C’est d’ailleurs pour ça que, dans les grands débats de société, il est souvent très pratique d’endosser l’uniforme de la victime. Pour jouer sur ce réflexe de solidarité spontanée. Présenter comme une grave injustice l’interdiction faite aux homosexuels de se marier en tant qu’homosexuels, cela permet de se poser en victime, et c’est très pratique.

 

Présenter l’Etat d’Israël comme victime de racisme et d’antisémitisme quand on le critique politiquement, c’est très pratique (voir, il n’y a pas si longtemps, le cas d’Edgar Morin).
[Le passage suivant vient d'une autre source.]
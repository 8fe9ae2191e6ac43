use crate::error::FormulaError;
use std::fmt;

#[derive(Debug, Clone, PartialEq)]
pub(crate) enum Token {
    Number(f64),
    Placeholder(String),
    Plus,
    Minus,
    Star,
    Slash,
    LParen,
    RParen,
}

impl fmt::Display for Token {
    fn fmt(&self, f: &mut fmt::Formatter<'_>) -> fmt::Result {
        match self {
            Token::Number(n) => write!(f, "{}", n),
            Token::Placeholder(name) => write!(f, "{{{}}}", name),
            Token::Plus => write!(f, "+"),
            Token::Minus => write!(f, "-"),
            Token::Star => write!(f, "*"),
            Token::Slash => write!(f, "/"),
            Token::LParen => write!(f, "("),
            Token::RParen => write!(f, ")"),
        }
    }
}

pub(crate) fn is_identifier_char(c: char) -> bool {
    c.is_ascii_alphanumeric() || c == '_'
}

/// Splits formula source into tokens, refusing anything outside the arithmetic grammar.
pub(crate) fn tokenize(source: &str, max_tokens: usize) -> Result<Vec<Token>, FormulaError> {
    let mut tokens = Vec::new();
    let mut chars = source.char_indices().peekable();

    while let Some(&(offset, c)) = chars.peek() {
        if c.is_whitespace() {
            chars.next();
            continue;
        }

        let token = match c {
            '+' => {
                chars.next();
                Token::Plus
            }
            '-' => {
                chars.next();
                Token::Minus
            }
            '*' => {
                chars.next();
                Token::Star
            }
            '/' => {
                chars.next();
                Token::Slash
            }
            '(' => {
                chars.next();
                Token::LParen
            }
            ')' => {
                chars.next();
                Token::RParen
            }
            '{' => {
                chars.next();
                let mut name = String::new();
                let mut closed = false;
                for (_, c) in chars.by_ref() {
                    if c == '}' {
                        closed = true;
                        break;
                    }
                    if !is_identifier_char(c) {
                        return Err(FormulaError::InvalidPlaceholder { offset });
                    }
                    name.push(c);
                }
                if !closed || name.is_empty() {
                    return Err(FormulaError::InvalidPlaceholder { offset });
                }
                Token::Placeholder(name)
            }
            c if c.is_ascii_digit() || c == '.' => {
                let mut literal = String::new();
                let mut seen_point = false;
                while let Some(&(_, c)) = chars.peek() {
                    if c.is_ascii_digit() {
                        literal.push(c);
                    } else if c == '.' && !seen_point {
                        seen_point = true;
                        literal.push(c);
                    } else {
                        break;
                    }
                    chars.next();
                }
                let value = literal
                    .parse::<f64>()
                    .map_err(|_| FormulaError::InvalidNumber(literal.clone()))?;
                Token::Number(value)
            }
            other => {
                return Err(FormulaError::UnexpectedCharacter {
                    found: other,
                    offset,
                });
            }
        };

        tokens.push(token);
        if tokens.len() > max_tokens {
            return Err(FormulaError::TooManyTokens { limit: max_tokens });
        }
    }

    if tokens.is_empty() {
        return Err(FormulaError::Empty);
    }
    Ok(tokens)
}

#[cfg(test)]
mod tests {
    use super::*;

    #[test]
    fn test_tokenize_mixed_formula() {
        let tokens = tokenize("({price} * 1.5) - .5", 64).unwrap();
        assert_eq!(
            tokens,
            vec![
                Token::LParen,
                Token::Placeholder("price".to_string()),
                Token::Star,
                Token::Number(1.5),
                Token::RParen,
                Token::Minus,
                Token::Number(0.5),
            ]
        );
    }

    #[test]
    fn test_tokenize_rejects_foreign_characters() {
        assert_eq!(
            tokenize("{a} ; drop", 64),
            Err(FormulaError::UnexpectedCharacter {
                found: ';',
                offset: 4
            })
        );
        assert_eq!(
            tokenize("{a b}", 64),
            Err(FormulaError::InvalidPlaceholder { offset: 0 })
        );
        assert_eq!(
            tokenize("1 + {open", 64),
            Err(FormulaError::InvalidPlaceholder { offset: 4 })
        );
        assert_eq!(tokenize("   ", 64), Err(FormulaError::Empty));
        assert_eq!(
            tokenize(".", 64),
            Err(FormulaError::InvalidNumber(".".to_string()))
        );
    }

    #[test]
    fn test_tokenize_enforces_token_limit() {
        assert_eq!(
            tokenize("1+1+1", 4),
            Err(FormulaError::TooManyTokens { limit: 4 })
        );
        assert!(tokenize("1+1+1", 5).is_ok());
    }
}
Présenter toute plaisanterie sur les femmes, les homosexuels ou les handicapés comme une atteinte  insupportable aux droits de ces personnes, elles-mêmes présentées comme des victimes (sexisme, homophobie et tout ça), c’est aussi très pratique.

 

Et pourquoi est-ce très pratique de se poser en victime, demandera-t-on ? La raison est très simple à comprendre : parce que ça autorise la victime à demander réparation. Ben oui, aujourd’hui, si vous racontez en public une blague, même mauvaise, sur les femmes, les juifs, les Arabes, vous allez voir tous les rapaces et les hyènes de toutes les « associations de victimes » se jeter sur vous pour se partager votre cadavre. C’est une image.

 

Ces associations se nomment LICRA, FIDH, Osez le féminisme, Les chiennes de garde, la fédération « LGBT », etc. Et elles se jettent sur vous par tribunal interposé. Elles portent plainte. Parce qu’on a fait les lois que toutes ces « victimes » réclamaient depuis longtemps, et qui leur permettent de se porter partie civile. Le moindre pet de travers ne doit pas rester impuni. Le glaive de la justice doit frapper.

 

On demande (on obtient) réparation du préjudice subi. Ici, ce sera une affiche de publicité « portant atteinte à la dignité des femmes ». Là, ce sera un propos montrant une intolérable intolérance à l’encontre des juifs, des Arabes, des homosexuels (rayer la mention inutile en fonction du cas rencontré). Tout cela doit être assimilé à de la délinquance. Le coupable doit payer.

 

L’irremplaçable Philippe Muray dénonce très souvent ce qu’il appelle « l’envie de pénal ». J’appellerais cela une tendance à la « pénalophilie ». Des juristes très sérieux s’inquiètent même de la dérive que cette omniprésence des « victimes » potentielles fait planer à court terme sur ce que les journalistes et politiciens appellent vilainement « le » vivre ensemble. Cela s’appelle « judiciarisation » de la vie en société. Bon, en France, les avocats ne sont pas encore, comme c’est le cas aux Etats-Unis, à faire du porte-à-porte pour s’enquérir des « préjudices » dont vous avez été « victime ». Mais la tendance est là. 

 

Allez ! Foin de pessimisme ! En route vers le « meilleur des mondes ».